■ Exercise brief ■
Gather all lines from the material that contain "AppError".
◆ ◆ ◆ ◆ ◆
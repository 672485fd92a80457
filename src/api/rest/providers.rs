use std::sync::Arc;

use axum::Json;
use axum::Router;
use axum::extract::{Path, Query, State};
use axum::http::StatusCode;
use axum::routing::{get, patch, post};
use serde::Deserialize;

use crate::error::AppError;
use crate::models::provider::{Provider, ProviderStatus};
use crate::state::AppState;
use crate::store::NewProvider;

pub fn router() -> Router<Arc<AppState>> {
    Router::new()
        .route("/api/providers", post(create_provider).get(list_providers))
        .route("/api/providers/top", get(top_providers))
        .route("/api/providers/:id", get(get_provider))
        .route("/api/providers/:id/status", patch(update_provider_status))
}

#[derive(Deserialize)]
pub struct TopQuery {
    pub limit: Option<usize>,
}

#[derive(Deserialize)]
pub struct UpdateStatusRequest {
    pub status: ProviderStatus,
}

async fn create_provider(
    State(state): State<Arc<AppState>>,
    Json(payload): Json<NewProvider>,
) -> Result<(StatusCode, Json<Provider>), AppError> {
    if payload.company_name.trim().is_empty() {
        return Err(AppError::BadRequest(
            "companyName cannot be empty".to_string(),
        ));
    }
    if payload.rfc.trim().is_empty() {
        return Err(AppError::BadRequest("rfc cannot be empty".to_string()));
    }

    let provider = state.store.create_provider(payload);
    state
        .metrics
        .entities_created_total
        .with_label_values(&["provider"])
        .inc();
    tracing::info!(provider_id = provider.id, company = %provider.company_name, "provider registered");

    Ok((StatusCode::CREATED, Json(provider)))
}

async fn list_providers(State(state): State<Arc<AppState>>) -> Json<Vec<Provider>> {
    Json(state.store.list_providers())
}

async fn top_providers(
    State(state): State<Arc<AppState>>,
    Query(query): Query<TopQuery>,
) -> Result<Json<Vec<Provider>>, AppError> {
    let limit = query.limit.unwrap_or(3);
    if limit == 0 {
        return Err(AppError::BadRequest("limit must be > 0".to_string()));
    }

    Ok(Json(state.store.top_providers(limit)))
}

async fn get_provider(
    State(state): State<Arc<AppState>>,
    Path(id): Path<u64>,
) -> Result<Json<Provider>, AppError> {
    let provider = state
        .store
        .get_provider(id)
        .ok_or_else(|| AppError::NotFound(format!("provider {id} not found")))?;

    Ok(Json(provider))
}

async fn update_provider_status(
    State(state): State<Arc<AppState>>,
    Path(id): Path<u64>,
    Json(payload): Json<UpdateStatusRequest>,
) -> Result<Json<Provider>, AppError> {
    let provider = state.store.update_provider_status(id, payload.status)?;
    tracing::info!(provider_id = id, status = ?provider.status, "provider status updated");

    Ok(Json(provider))
}
#[tokio::test]
async fn metrics_returns_prometheus_format() {
    let app = setup();
    let response = app.oneshot(get_request("/metrics")).await.unwrap();

    assert_eq!(response.status(), StatusCode::OK);

    let content_type = response
        .headers()
        .get("content-type")
        .unwrap()
        .to_str()
        .unwrap()
        .to_string();
    assert!(content_type.contains("text/plain"));

    let body = body_string(response).await;
    assert!(body.contains("match_candidates"));
}

#[tokio::test]
async fn login_creates_user_and_is_idempotent() {
    let app = setup();

    let res = app
        .clone()
        .oneshot(json_request(
            "POST",
            "/api/login",
            json!({ "username": "laura", "role": "Agent" }),
        ))
        .await
        .unwrap();
    assert_eq!(res.status(), StatusCode::OK);

    let body = body_json(res).await;
    assert_eq!(body["user"]["username"], "laura");
    assert_eq!(body["user"]["role"], "Agent");
    assert_eq!(body["user"]["companyName"], "Independent");
    let first_id = body["user"]["id"].as_u64().unwrap();

    let res = app
        .oneshot(json_request(
            "POST",
            "/api/login",
            json!({ "username": "laura", "role": "Agent" }),
        ))
        .await
        .unwrap();
    assert_eq!(res.status(), StatusCode::OK);

    let body = body_json(res).await;
    assert_eq!(body["user"]["id"].as_u64().unwrap(), first_id);
}

#[tokio::test]
async fn login_empty_username_returns_400() {
    let app = setup();
    let res = app
        .oneshot(json_request(
            "POST",
            "/api/login",
            json!({ "username": "   ", "role": "Provider" }),
        ))
        .await
        .unwrap();

    assert_eq!(res.status(), StatusCode::BAD_REQUEST);
}

#[tokio::test]
async fn create_provider_starts_pending_with_zero_score() {
    let app = setup();
    let res = app
        .oneshot(json_request(
            "POST",
            "/api/providers",
            sample_provider_body(1),
        ))
        .await
        .unwrap();

    assert_eq!(res.status(), StatusCode::CREATED);

    let body = body_json(res).await;
    assert_eq!(body["companyName"], "Transportes del Valle");
    assert_eq!(body["status"], "Pending");
    assert_eq!(body["score"], 0.0);
    assert!(body["id"].as_u64().unwrap() >= 1);
}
◆ ◆ ◆ ◆ ◆
■ Result ■
use crate::error::AppError;
) -> Result<(StatusCode, Json<Provider>), AppError> {
        return Err(AppError::BadRequest(
        return Err(AppError::BadRequest("rfc cannot be empty".to_string()));
) -> Result<Json<Vec<Provider>>, AppError> {
        return Err(AppError::BadRequest("limit must be > 0".to_string()));
) -> Result<Json<Provider>, AppError> {
        .ok_or_else(|| AppError::NotFound(format!("provider {id} not found")))?;
) -> Result<Json<Provider>, AppError> {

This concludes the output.